[Data to process]:
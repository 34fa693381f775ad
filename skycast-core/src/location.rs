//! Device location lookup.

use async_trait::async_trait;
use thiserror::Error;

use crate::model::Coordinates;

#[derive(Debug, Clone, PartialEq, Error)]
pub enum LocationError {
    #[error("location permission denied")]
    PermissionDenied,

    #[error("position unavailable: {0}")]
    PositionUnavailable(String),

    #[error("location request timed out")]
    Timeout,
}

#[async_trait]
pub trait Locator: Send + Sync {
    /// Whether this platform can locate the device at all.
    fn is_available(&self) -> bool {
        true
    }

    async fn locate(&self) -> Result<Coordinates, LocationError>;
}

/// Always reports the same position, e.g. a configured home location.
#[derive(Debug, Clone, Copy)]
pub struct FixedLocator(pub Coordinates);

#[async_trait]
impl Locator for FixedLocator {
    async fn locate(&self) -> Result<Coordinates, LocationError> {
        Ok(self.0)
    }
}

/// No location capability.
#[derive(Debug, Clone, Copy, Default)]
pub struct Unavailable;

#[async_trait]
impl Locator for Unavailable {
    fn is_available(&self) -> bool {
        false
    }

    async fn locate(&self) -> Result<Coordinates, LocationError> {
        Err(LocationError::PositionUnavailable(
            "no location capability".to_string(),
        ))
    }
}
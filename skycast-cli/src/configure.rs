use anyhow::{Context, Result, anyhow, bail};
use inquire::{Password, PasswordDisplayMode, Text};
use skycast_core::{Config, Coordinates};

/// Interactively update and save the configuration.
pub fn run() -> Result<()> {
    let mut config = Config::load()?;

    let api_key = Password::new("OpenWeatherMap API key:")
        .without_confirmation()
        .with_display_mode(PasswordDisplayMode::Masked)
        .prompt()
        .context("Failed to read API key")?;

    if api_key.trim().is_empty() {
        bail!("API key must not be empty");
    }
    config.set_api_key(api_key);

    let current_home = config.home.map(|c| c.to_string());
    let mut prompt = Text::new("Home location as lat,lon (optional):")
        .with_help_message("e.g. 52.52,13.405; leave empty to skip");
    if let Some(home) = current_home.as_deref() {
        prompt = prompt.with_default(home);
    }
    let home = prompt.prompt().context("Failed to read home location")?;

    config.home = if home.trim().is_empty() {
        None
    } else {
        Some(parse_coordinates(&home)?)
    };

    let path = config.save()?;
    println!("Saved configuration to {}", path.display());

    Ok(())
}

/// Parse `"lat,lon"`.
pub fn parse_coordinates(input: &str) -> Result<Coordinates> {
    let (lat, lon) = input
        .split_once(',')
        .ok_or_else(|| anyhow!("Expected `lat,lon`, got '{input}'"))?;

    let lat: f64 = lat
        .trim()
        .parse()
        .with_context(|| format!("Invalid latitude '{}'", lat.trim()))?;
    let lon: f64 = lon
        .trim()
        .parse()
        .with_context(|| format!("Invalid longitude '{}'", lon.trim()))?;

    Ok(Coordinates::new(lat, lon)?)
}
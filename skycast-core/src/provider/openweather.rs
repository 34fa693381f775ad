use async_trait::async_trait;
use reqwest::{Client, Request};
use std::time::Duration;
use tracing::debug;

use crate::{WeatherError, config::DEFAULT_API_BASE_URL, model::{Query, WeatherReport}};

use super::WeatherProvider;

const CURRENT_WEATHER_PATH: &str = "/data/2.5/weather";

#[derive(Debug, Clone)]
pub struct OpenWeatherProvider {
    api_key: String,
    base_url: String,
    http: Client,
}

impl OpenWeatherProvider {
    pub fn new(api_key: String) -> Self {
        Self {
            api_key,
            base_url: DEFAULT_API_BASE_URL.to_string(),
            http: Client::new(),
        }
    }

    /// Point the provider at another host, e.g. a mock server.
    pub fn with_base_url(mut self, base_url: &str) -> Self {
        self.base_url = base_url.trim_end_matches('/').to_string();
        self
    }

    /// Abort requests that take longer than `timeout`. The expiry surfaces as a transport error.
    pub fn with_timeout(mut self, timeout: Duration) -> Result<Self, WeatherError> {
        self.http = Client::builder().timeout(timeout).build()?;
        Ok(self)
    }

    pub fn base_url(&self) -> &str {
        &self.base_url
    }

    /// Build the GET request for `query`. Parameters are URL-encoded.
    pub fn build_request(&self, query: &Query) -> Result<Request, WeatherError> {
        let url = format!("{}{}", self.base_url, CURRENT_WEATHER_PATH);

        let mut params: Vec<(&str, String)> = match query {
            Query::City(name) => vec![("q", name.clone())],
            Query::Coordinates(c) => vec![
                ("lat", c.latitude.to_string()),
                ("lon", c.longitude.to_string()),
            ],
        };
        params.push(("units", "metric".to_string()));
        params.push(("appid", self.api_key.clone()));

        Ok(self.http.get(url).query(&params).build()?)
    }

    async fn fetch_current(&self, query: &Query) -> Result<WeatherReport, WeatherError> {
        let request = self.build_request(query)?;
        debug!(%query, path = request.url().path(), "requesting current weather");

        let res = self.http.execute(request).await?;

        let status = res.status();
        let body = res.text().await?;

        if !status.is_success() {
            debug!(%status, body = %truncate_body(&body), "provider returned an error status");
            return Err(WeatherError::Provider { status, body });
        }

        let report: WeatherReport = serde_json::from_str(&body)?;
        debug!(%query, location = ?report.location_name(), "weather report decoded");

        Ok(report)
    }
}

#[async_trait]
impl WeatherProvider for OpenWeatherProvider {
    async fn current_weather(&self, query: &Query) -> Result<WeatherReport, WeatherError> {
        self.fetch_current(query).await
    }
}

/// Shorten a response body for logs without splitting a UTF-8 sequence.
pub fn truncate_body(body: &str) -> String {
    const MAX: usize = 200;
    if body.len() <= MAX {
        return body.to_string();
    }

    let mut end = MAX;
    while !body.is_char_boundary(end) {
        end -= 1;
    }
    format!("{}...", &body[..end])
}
--
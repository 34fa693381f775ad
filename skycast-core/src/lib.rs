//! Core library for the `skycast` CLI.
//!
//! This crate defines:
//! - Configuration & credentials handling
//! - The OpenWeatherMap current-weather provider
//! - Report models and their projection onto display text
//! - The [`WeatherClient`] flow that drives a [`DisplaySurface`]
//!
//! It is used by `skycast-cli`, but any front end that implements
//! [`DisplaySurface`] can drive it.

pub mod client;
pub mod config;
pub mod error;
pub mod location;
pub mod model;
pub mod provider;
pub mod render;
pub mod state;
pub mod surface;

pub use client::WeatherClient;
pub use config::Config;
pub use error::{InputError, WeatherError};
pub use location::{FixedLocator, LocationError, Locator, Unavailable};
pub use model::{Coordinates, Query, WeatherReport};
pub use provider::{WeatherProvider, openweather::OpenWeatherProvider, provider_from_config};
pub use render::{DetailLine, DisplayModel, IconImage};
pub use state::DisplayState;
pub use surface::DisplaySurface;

[Try it]: Identify every line above that includes the word "WeatherClient", and show those lines.

[Written solution]:
//! - The [`WeatherClient`] flow that drives a [`DisplaySurface`]
pub use client::WeatherClient;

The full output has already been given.